Task to carry out
Pull from the data below each line where the word "HookSite" occurs, and copy it.

+===+

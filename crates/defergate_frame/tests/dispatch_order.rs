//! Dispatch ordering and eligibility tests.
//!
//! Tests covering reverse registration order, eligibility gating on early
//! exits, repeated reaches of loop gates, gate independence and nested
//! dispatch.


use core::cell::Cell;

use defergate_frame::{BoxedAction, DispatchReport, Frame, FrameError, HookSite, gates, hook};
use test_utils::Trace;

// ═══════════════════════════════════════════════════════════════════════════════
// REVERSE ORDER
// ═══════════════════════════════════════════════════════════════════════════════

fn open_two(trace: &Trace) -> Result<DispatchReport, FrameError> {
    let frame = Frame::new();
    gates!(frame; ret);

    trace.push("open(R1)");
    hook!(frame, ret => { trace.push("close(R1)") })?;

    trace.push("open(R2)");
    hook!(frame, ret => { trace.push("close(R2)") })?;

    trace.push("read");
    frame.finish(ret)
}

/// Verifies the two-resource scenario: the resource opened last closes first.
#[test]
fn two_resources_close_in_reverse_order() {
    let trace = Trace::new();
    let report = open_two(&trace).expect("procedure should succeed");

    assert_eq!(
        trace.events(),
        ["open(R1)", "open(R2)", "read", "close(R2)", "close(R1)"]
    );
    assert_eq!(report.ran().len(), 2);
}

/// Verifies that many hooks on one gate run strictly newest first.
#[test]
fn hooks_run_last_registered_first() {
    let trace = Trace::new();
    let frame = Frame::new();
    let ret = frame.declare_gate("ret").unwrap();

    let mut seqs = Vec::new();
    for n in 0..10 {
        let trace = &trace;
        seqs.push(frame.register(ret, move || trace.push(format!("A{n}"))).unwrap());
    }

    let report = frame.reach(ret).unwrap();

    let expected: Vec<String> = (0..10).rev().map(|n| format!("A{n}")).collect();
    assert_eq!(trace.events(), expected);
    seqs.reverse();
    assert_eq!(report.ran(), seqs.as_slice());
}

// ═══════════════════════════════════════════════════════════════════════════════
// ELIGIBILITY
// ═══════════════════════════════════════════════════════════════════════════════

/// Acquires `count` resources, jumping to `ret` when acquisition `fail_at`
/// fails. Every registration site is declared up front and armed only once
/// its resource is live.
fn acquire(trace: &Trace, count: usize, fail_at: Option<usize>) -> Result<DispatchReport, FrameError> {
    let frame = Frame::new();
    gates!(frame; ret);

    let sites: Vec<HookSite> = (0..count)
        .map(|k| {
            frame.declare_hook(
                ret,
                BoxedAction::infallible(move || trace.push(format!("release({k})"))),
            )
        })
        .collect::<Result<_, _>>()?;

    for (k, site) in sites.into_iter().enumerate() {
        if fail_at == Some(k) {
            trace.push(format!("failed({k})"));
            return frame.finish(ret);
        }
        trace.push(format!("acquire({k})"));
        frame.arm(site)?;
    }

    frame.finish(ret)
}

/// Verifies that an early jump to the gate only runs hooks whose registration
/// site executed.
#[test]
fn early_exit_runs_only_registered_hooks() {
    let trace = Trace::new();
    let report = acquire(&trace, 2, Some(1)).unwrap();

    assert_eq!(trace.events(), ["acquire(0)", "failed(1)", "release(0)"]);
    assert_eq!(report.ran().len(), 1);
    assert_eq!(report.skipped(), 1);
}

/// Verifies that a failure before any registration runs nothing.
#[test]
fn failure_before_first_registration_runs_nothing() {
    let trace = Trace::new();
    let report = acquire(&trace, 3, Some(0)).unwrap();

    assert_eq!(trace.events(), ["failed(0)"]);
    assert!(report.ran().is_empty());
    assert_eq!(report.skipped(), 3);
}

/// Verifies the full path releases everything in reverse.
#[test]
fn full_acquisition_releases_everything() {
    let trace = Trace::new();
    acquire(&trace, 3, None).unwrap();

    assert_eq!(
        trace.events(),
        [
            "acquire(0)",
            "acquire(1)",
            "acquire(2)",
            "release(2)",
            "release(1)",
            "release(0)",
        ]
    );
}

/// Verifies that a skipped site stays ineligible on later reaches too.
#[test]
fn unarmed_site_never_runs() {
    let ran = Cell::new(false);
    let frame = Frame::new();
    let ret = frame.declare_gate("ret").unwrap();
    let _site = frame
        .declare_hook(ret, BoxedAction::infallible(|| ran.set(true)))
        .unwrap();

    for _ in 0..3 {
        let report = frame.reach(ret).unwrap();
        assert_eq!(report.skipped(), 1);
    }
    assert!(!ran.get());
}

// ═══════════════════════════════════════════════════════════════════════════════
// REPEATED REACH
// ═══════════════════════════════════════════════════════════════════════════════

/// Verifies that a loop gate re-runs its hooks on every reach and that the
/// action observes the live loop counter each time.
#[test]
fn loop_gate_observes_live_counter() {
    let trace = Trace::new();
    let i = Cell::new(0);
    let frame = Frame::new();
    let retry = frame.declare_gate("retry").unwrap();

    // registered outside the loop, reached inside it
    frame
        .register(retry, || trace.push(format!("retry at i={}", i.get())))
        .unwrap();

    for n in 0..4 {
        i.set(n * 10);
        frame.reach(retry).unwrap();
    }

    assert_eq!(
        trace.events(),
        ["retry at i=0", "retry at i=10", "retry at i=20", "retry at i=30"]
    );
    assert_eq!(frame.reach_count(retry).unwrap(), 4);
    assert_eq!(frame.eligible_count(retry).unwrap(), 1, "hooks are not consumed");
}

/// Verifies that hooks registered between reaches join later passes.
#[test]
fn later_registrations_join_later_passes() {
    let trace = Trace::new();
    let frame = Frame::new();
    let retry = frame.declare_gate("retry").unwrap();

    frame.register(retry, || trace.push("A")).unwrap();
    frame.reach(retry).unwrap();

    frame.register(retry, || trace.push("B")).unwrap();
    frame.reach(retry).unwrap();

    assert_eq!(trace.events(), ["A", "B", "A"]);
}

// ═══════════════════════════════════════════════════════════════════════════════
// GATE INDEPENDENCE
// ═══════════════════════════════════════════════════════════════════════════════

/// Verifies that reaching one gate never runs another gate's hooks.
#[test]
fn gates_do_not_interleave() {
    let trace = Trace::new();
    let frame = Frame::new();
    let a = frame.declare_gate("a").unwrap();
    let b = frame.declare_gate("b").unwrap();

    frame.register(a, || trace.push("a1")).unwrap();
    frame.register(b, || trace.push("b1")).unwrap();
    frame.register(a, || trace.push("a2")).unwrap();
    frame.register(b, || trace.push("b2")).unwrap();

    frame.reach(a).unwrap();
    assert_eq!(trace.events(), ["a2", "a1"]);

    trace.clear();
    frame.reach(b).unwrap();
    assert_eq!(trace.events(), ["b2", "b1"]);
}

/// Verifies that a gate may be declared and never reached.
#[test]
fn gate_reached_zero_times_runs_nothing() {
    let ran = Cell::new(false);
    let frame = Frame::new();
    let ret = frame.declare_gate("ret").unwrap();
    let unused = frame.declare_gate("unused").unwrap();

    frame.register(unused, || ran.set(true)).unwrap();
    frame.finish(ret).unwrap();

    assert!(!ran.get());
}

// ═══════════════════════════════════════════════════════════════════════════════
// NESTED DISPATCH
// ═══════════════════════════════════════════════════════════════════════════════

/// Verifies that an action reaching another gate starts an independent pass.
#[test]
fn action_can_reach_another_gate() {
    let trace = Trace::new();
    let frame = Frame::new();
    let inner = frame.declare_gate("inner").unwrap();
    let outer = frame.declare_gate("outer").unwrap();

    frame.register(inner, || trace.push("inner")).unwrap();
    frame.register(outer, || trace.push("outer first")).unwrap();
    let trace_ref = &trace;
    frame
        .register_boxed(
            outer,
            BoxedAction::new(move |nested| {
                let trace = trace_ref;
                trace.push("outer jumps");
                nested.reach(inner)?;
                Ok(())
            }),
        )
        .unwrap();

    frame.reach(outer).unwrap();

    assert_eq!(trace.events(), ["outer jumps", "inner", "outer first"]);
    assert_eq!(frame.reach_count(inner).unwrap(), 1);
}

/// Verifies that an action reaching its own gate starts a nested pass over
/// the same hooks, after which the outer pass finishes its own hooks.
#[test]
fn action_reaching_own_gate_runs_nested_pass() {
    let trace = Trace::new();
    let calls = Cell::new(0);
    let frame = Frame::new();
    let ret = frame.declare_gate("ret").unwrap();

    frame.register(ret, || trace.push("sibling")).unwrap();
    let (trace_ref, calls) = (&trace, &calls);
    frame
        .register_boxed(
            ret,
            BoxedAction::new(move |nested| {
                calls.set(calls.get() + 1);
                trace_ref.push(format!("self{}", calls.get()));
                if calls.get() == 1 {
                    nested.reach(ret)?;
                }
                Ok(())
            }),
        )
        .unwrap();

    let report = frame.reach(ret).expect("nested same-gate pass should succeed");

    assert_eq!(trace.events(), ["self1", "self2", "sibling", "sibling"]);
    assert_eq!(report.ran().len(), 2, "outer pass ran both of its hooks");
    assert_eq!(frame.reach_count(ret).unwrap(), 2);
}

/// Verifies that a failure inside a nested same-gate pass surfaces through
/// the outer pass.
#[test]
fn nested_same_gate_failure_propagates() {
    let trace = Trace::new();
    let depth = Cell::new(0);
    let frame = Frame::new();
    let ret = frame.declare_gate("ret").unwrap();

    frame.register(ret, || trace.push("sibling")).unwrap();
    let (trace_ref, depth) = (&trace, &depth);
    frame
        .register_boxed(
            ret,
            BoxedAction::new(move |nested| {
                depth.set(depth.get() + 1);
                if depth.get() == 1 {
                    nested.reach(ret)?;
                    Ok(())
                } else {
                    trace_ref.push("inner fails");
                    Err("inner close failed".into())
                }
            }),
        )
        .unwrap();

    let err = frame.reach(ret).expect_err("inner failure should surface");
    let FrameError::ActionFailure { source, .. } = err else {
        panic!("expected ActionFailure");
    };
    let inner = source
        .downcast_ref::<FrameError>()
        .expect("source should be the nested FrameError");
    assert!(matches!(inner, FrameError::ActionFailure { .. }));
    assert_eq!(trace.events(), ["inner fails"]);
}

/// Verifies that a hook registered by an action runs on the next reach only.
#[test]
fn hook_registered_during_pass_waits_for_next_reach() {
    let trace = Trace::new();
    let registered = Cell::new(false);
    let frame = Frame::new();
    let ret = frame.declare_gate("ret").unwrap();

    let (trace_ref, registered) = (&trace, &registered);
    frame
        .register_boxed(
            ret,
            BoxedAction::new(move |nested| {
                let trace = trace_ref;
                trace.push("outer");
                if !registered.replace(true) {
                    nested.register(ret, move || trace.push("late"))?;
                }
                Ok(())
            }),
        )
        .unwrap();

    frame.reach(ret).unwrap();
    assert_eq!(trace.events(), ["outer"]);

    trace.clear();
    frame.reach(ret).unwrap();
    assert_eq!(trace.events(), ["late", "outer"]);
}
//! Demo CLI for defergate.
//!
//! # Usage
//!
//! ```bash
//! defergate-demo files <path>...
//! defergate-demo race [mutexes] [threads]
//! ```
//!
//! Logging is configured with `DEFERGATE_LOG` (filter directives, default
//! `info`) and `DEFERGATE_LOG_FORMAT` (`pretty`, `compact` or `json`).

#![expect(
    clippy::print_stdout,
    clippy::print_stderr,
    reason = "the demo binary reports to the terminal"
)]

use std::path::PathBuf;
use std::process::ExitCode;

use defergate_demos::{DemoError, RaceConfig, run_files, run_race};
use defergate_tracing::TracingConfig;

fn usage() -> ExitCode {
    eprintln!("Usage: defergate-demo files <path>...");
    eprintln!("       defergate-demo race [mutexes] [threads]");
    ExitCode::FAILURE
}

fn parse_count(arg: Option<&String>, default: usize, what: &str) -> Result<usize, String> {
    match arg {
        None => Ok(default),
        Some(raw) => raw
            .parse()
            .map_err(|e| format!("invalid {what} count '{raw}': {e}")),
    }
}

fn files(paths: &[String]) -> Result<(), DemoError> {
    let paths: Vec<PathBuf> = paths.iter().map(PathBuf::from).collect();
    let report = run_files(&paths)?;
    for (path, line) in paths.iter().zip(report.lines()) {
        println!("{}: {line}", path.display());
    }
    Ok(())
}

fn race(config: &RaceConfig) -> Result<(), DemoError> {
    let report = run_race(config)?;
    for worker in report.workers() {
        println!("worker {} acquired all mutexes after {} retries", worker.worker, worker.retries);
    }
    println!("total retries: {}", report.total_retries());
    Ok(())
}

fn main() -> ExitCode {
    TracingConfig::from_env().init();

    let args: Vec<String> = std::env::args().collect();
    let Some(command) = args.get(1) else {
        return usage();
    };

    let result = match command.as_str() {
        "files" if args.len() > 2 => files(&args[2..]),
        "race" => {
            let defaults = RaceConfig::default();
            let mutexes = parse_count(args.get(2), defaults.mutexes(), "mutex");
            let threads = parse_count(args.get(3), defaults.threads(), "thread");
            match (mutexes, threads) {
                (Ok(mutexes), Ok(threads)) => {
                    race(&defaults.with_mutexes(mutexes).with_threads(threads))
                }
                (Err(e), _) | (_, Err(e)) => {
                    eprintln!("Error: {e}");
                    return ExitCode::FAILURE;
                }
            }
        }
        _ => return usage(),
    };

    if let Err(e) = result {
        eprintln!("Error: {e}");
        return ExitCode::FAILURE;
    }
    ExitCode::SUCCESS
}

+===+

Answer box
use defergate_frame::{BoxedAction, DispatchReport, Frame, FrameError, HookSite, gates, hook};
    let sites: Vec<HookSite> = (0..count)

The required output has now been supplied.